NATIONAL SCREEN SERVICE CORP., PLAINTIFF-APPELLEE
v.
UNITED STATES FIDELITY AND GUARANTY CO., DEFENDANT-APPELLANT.



Appeal from judgment in favor of plaintiff insured, against defendant insurance company on a business liability policy, in the United States District Court for the Southern District of New York, John M. Cannella, Judge with a jury.

Hays, Anderson and Feinberg, Circuit Judges. Hays, Circuit Judge.

Author: Anderson

ANDERSON, Circuit Judge.

National Screen Service Corporation, the insured, commenced the present action on an insurance policy in the Supreme Court of New York seeking recovery against United States Fidelity and Guaranty Company, the insurer, for refusing to defend and pay various claims asserted by third parties against National. The suit was removed to the District Court for the Southern District of New York, on the basis of diversity, pursuant to 28 U.S.C. ยง 1441 (1964 ed.). The District Court rendered judgment for National and USF & G appeals.

The facts are these: National, the appellee, is engaged in the business of producing and distributing motion picture "trailers," more commonly known as coming attractions and other motion picture display material. None of the material was ever sold to exhibitors, but rather was licensed for theatre use. When the trailers were no longer of any use they were returned to National, which in accordance with a continuing agreement with the Eastman Kodak Company, sent all worn out film which it could no longer use to that company at Rochester, New York. The film was shipped, by transportation selected and paid for by National, to Kodak's Rochester facility where the film was examined to determine whether there was sufficient silver compound remaining on the face of the film to make salvage feasible. In practice Kodak accepted and paid for all scrap film which was tendered to it, though the amount of payment varied according to suitability of the film for salvage. Kodak had the right, however, to reject any shipment.

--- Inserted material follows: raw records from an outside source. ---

//! `SQLite` settings storage.
//!
//! Entries are string-valued and grouped by namespace so several
//! applications (or test cases) can share one database file.

use std::path::{Path, PathBuf};

use rusqlite::{Connection, OptionalExtension, params};
use tracing::{debug, info, instrument, trace};

use super::ConfigBackend;
use crate::error::{GrabError, Result};

/// SQLite schema for settings storage.
const SCHEMA_SQL: &str = r"
CREATE TABLE IF NOT EXISTS entries (
    namespace TEXT NOT NULL,
    key TEXT NOT NULL,
    value TEXT NOT NULL,
    PRIMARY KEY (namespace, key)
);
";

fn db_error(context: &str, e: &rusqlite::Error) -> GrabError {
    GrabError::ConfigStore(format!("{context}: {e}"))
}

/// Settings backend stored in an `SQLite` database.
pub struct SqliteBackend {
    conn: Connection,
    namespace: String,
    path: Option<PathBuf>,
}

impl SqliteBackend {
    /// Opens or creates the database at the default location.
    #[instrument]
    pub fn open_default(namespace: &str) -> Result<Self> {
        let path = super::default_db_path()?;
        Self::open(&path, namespace)
    }

    /// Opens or creates a database at the given path.
    #[instrument(skip_all, fields(path = %path.as_ref().display(), namespace))]
    pub fn open<P: AsRef<Path>>(path: P, namespace: &str) -> Result<Self> {
        let path = path.as_ref();

        if let Some(parent) = path.parent() {
            if !parent.as_os_str().is_empty() {
                std::fs::create_dir_all(parent)?;
            }
        }

        debug!(path = %path.display(), "Opening settings database");
        let conn =
            Connection::open(path).map_err(|e| db_error("Failed to open settings database", &e))?;

        let db = Self {
            conn,
            namespace: namespace.to_string(),
            path: Some(path.to_path_buf()),
        };
        db.init_schema()?;
        info!(path = %path.display(), "Settings database ready");
        Ok(db)
    }

    /// Creates an in-memory database (useful for testing).
    pub fn in_memory(namespace: &str) -> Result<Self> {
        let conn = Connection::open_in_memory()
            .map_err(|e| db_error("Failed to create in-memory database", &e))?;

        let db = Self {
            conn,
            namespace: namespace.to_string(),
            path: None,
        };
        db.init_schema()?;
        Ok(db)
    }

    fn init_schema(&self) -> Result<()> {
        self.conn
            .execute_batch(SCHEMA_SQL)
            .map_err(|e| db_error("Failed to initialize schema", &e))
    }

    /// Path of the database file, `None` for in-memory databases.
    pub fn path(&self) -> Option<&Path> {
        self.path.as_deref()
    }

    pub fn namespace(&self) -> &str {
        &self.namespace
    }
}

impl ConfigBackend for SqliteBackend {
    fn read(&self, key: &str) -> Result<Option<String>> {
        self.conn
            .query_row(
                "SELECT value FROM entries WHERE namespace = ?1 AND key = ?2",
                params![self.namespace, key],
                |row| row.get(0),
            )
            .optional()
            .map_err(|e| db_error("Failed to read setting", &e))
    }

    fn write(&mut self, key: &str, value: &str) -> Result<()> {
        trace!(key, "Writing setting");
        self.conn
            .execute(
                "INSERT INTO entries (namespace, key, value) VALUES (?1, ?2, ?3)
                 ON CONFLICT(namespace, key) DO UPDATE SET value = excluded.value",
                params![self.namespace, key, value],
            )
            .map_err(|e| db_error("Failed to write setting", &e))?;
        Ok(())
    }

    fn write_all(&mut self, entries: &[(&str, String)]) -> Result<()> {
        let tx = self
            .conn
            .transaction()
            .map_err(|e| db_error("Failed to start transaction", &e))?;

        for (key, value) in entries {
            tx.execute(
                "INSERT INTO entries (namespace, key, value) VALUES (?1, ?2, ?3)
                 ON CONFLICT(namespace, key) DO UPDATE SET value = excluded.value",
                params![self.namespace, key, value],
            )
            .map_err(|e| db_error("Failed to write setting", &e))?;
        }

        tx.commit()
            .map_err(|e| db_error("Failed to commit transaction", &e))?;
        debug!(count = entries.len(), "Settings written");
        Ok(())
    }
}
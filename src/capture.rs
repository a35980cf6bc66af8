//! Screen capture.
//!
//! [`capture`] produces one [`CapturedImage`] of either the primary display
//! or the focused window. OS access sits behind [`ScreenSource`]; the real
//! implementation is [`XcapSource`].

use image::RgbaImage;
use tracing::{debug, instrument, warn};
use xcap::{Monitor, Window};

use crate::error::{GrabError, Result};

/// A captured raster, moved into the exporter and consumed there.
#[derive(Debug, Clone, PartialEq, Eq)]
pub struct CapturedImage {
    pixels: RgbaImage,
}

impl CapturedImage {
    pub const fn new(pixels: RgbaImage) -> Self {
        Self { pixels }
    }

    pub fn width(&self) -> u32 {
        self.pixels.width()
    }

    pub fn height(&self) -> u32 {
        self.pixels.height()
    }

    pub fn into_inner(self) -> RgbaImage {
        self.pixels
    }
}

/// Rectangle in virtual-desktop coordinates.
#[derive(Debug, Clone, Copy, PartialEq, Eq)]
pub struct Rect {
    pub x: i32,
    pub y: i32,
    pub width: u32,
    pub height: u32,
}

impl Rect {
    pub const fn new(x: i32, y: i32, width: u32, height: u32) -> Self {
        Self { x, y, width, height }
    }

    pub fn contains(&self, x: i32, y: i32) -> bool {
        let (x, y) = (i64::from(x), i64::from(y));
        let (left, top) = (i64::from(self.x), i64::from(self.y));
        x >= left
            && y >= top
            && x < left + i64::from(self.width)
            && y < top + i64::from(self.height)
    }
}

/// One display's pixels plus its position on the virtual desktop.
#[derive(Debug, Clone)]
pub struct DisplayFrame {
    pub x: i32,
    pub y: i32,
    pub image: RgbaImage,
}

/// The focused window as reported by the window manager.
#[derive(Debug, Clone, PartialEq, Eq)]
pub struct ForegroundWindow {
    pub title: String,
    pub rect: Rect,
    pub minimized: bool,
}

/// OS access needed for a capture.
pub trait ScreenSource {
    /// Captures the primary display.
    fn capture_primary(&self) -> Result<DisplayFrame>;

    /// Captures the display containing the given desktop point.
    fn capture_display_at(&self, x: i32, y: i32) -> Result<DisplayFrame>;

    /// Returns the focused window, if any.
    fn foreground_window(&self) -> Result<Option<ForegroundWindow>>;
}

/// Captures the full primary display, or only the focused window.
///
/// Window captures crop the display under the window's top-left corner to
/// the window frame. A missing focused window is an error rather than a
/// silent fallback to full screen.
#[instrument(skip(source))]
pub fn capture<S: ScreenSource + ?Sized>(source: &S, full_screen: bool) -> Result<CapturedImage> {
    if full_screen {
        let frame = source.capture_primary()?;
        debug!(
            width = frame.image.width(),
            height = frame.image.height(),
            "Captured primary display"
        );
        return Ok(CapturedImage::new(frame.image));
    }

    let window = source
        .foreground_window()?
        .ok_or(GrabError::NoForegroundWindow)?;
    if window.minimized {
        return Err(GrabError::WindowMinimized);
    }

    debug!(title = %window.title, rect = ?window.rect, "Capturing foreground window");
    let frame = source.capture_display_at(window.rect.x, window.rect.y)?;
    crop_to_rect(&frame, window.rect).map(CapturedImage::new)
}

/// Crops a display frame to a desktop rectangle, clamped to the display.
pub fn crop_to_rect(frame: &DisplayFrame, rect: Rect) -> Result<RgbaImage> {
    let frame_w = i64::from(frame.image.width());
    let frame_h = i64::from(frame.image.height());

    let left = (i64::from(rect.x) - i64::from(frame.x)).clamp(0, frame_w);
    let top = (i64::from(rect.y) - i64::from(frame.y)).clamp(0, frame_h);
    let right = (i64::from(rect.x) - i64::from(frame.x) + i64::from(rect.width)).clamp(0, frame_w);
    let bottom =
        (i64::from(rect.y) - i64::from(frame.y) + i64::from(rect.height)).clamp(0, frame_h);

    if right <= left || bottom <= top {
        return Err(GrabError::Capture(format!(
            "window {rect:?} does not intersect the display"
        )));
    }

    // All four values are within 0..=u32::MAX after clamping to the frame.
    let to_u32 = |v: i64| u32::try_from(v).unwrap_or(u32::MAX);
    let cropped = image::imageops::crop_imm(
        &frame.image,
        to_u32(left),
        to_u32(top),
        to_u32(right - left),
        to_u32(bottom - top),
    )
    .to_image();
    Ok(cropped)
}

/// Screen source backed by the `xcap` crate.
#[derive(Debug, Clone, Copy, Default)]
pub struct XcapSource;

fn xcap_error(context: &str, e: &xcap::XCapError) -> GrabError {
    GrabError::Capture(format!("{context}: {e}"))
}

fn monitor_rect(monitor: &Monitor) -> Option<Rect> {
    Some(Rect::new(
        monitor.x().ok()?,
        monitor.y().ok()?,
        monitor.width().ok()?,
        monitor.height().ok()?,
    ))
}

fn capture_monitor(monitor: &Monitor) -> Result<DisplayFrame> {
    let image = monitor
        .capture_image()
        .map_err(|e| xcap_error("Failed to capture display", &e))?;
    if image.width() == 0 || image.height() == 0 {
        return Err(GrabError::Capture(
            "captured an empty image (missing screen recording permission?)".to_string(),
        ));
    }
    Ok(DisplayFrame {
        x: monitor.x().unwrap_or(0),
        y: monitor.y().unwrap_or(0),
        image,
    })
}

impl ScreenSource for XcapSource {
    fn capture_primary(&self) -> Result<DisplayFrame> {
        let monitors = Monitor::all().map_err(|e| xcap_error("Failed to enumerate displays", &e))?;
        let primary = monitors
            .iter()
            .find(|m| m.is_primary().unwrap_or(false))
            .or_else(|| monitors.first())
            .ok_or_else(|| GrabError::Capture("no display found".to_string()))?;
        capture_monitor(primary)
    }

    fn capture_display_at(&self, x: i32, y: i32) -> Result<DisplayFrame> {
        let monitors = Monitor::all().map_err(|e| xcap_error("Failed to enumerate displays", &e))?;
        match monitors
            .iter()
            .find(|m| monitor_rect(m).is_some_and(|r| r.contains(x, y)))
        {
            Some(monitor) => capture_monitor(monitor),
            None => {
                warn!(x, y, "Point is on no display, using the primary display");
                self.capture_primary()
            }
        }
    }

    fn foreground_window(&self) -> Result<Option<ForegroundWindow>> {
        let windows = Window::all().map_err(|e| xcap_error("Failed to enumerate windows", &e))?;
        let focused = windows.into_iter().find(|w| w.is_focused().unwrap_or(false));

        Ok(focused.map(|w| ForegroundWindow {
            title: w.title().unwrap_or_default(),
            rect: Rect::new(
                w.x().unwrap_or(0),
                w.y().unwrap_or(0),
                w.width().unwrap_or(0),
                w.height().unwrap_or(0),
            ),
            minimized: w.is_minimized().unwrap_or(false),
        }))
    }
}
//! screengrab library - capture screenshots into a Dropbox Public folder.
//!
//! This library exposes the capture pipeline used by the `screengrab` CLI
//! for use in tests and other front ends.
//!
//! # Modules
//!
//! - `capture`: Full-screen and active-window capture
//! - `export`: File naming, resizing and PNG/JPEG encoding
//! - `publish`: Public URL, shortening and clipboard delivery
//! - `sync_folder`: Dropbox folder discovery
//! - `config`: Persistent settings store
//! - `settings`: Typed settings record and defaults
//! - `update`: Latest-version check
//! - `pipeline`: Capture → export → publish glue and auto-grab
//! - `error`: Error types with user-recoverable hints
#![forbid(unsafe_code)]

pub mod capture;
pub mod cli;
pub mod config;
pub mod error;
pub mod export;
pub mod logging;
pub mod pipeline;
pub mod publish;
pub mod settings;
pub mod sync_folder;
pub mod update;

The present suit involves an incident which occurred on June 24, 1954. National had in force on that date a "Comprehensive General Liability Policy" issued to it by the appellant, USF & G, on December 31, 1953 for a one year period. The policy protected National against all potential liability for negligence in connection with the conduct of its business, which was declared on the face of the policy to be "motion picture previews-displays," except to the extent that the policy explicitly excluded coverage for certain risks. The policy obligated USF & G to defend National in any suits brought against it "alleging such injury, sickness, disease or destruction and seeking damages on account thereof . . ."; it also contained a number of exclusion clauses, two of which are particularly relevant to this case. First, the so-called "products hazard exclusion" provided that the policy did not cover "products hazard as defined in the policy." The definition was as follows:

"The term 'products hazard' means (1) the handling or use of, the existence of any condition in or a warranty of goods or products manufactured, sold, handled or distributed by the Named Insured, other than equipment rented to or located for use of others but not sold, if the accident occurs after the Insured has relinquished possession thereof to others and away from premises owned, rented or controlled by the Insured or on premises for which the classification stated in Division (a) of the declarations or in the Company's manual excludes any part of the foregoing;"

It was apparently the purpose of that exclusion to place a certain limit on the coverage for products liability of the kind imposed by MacPherson v. Buick Motor Co., 217 N.Y. 382, 111 N.E. 1050 (1916) (Cardozo, J.). See also La Rocca v. Farrington, 301 N.Y. 247, 250, 93 N.E.2d 829, 830 (1950). Second, there was a clause which excluded liability for "injury to or destruction of property arising out of . . . blasting or explosion . . . while such operations are being performed by the Named Insured."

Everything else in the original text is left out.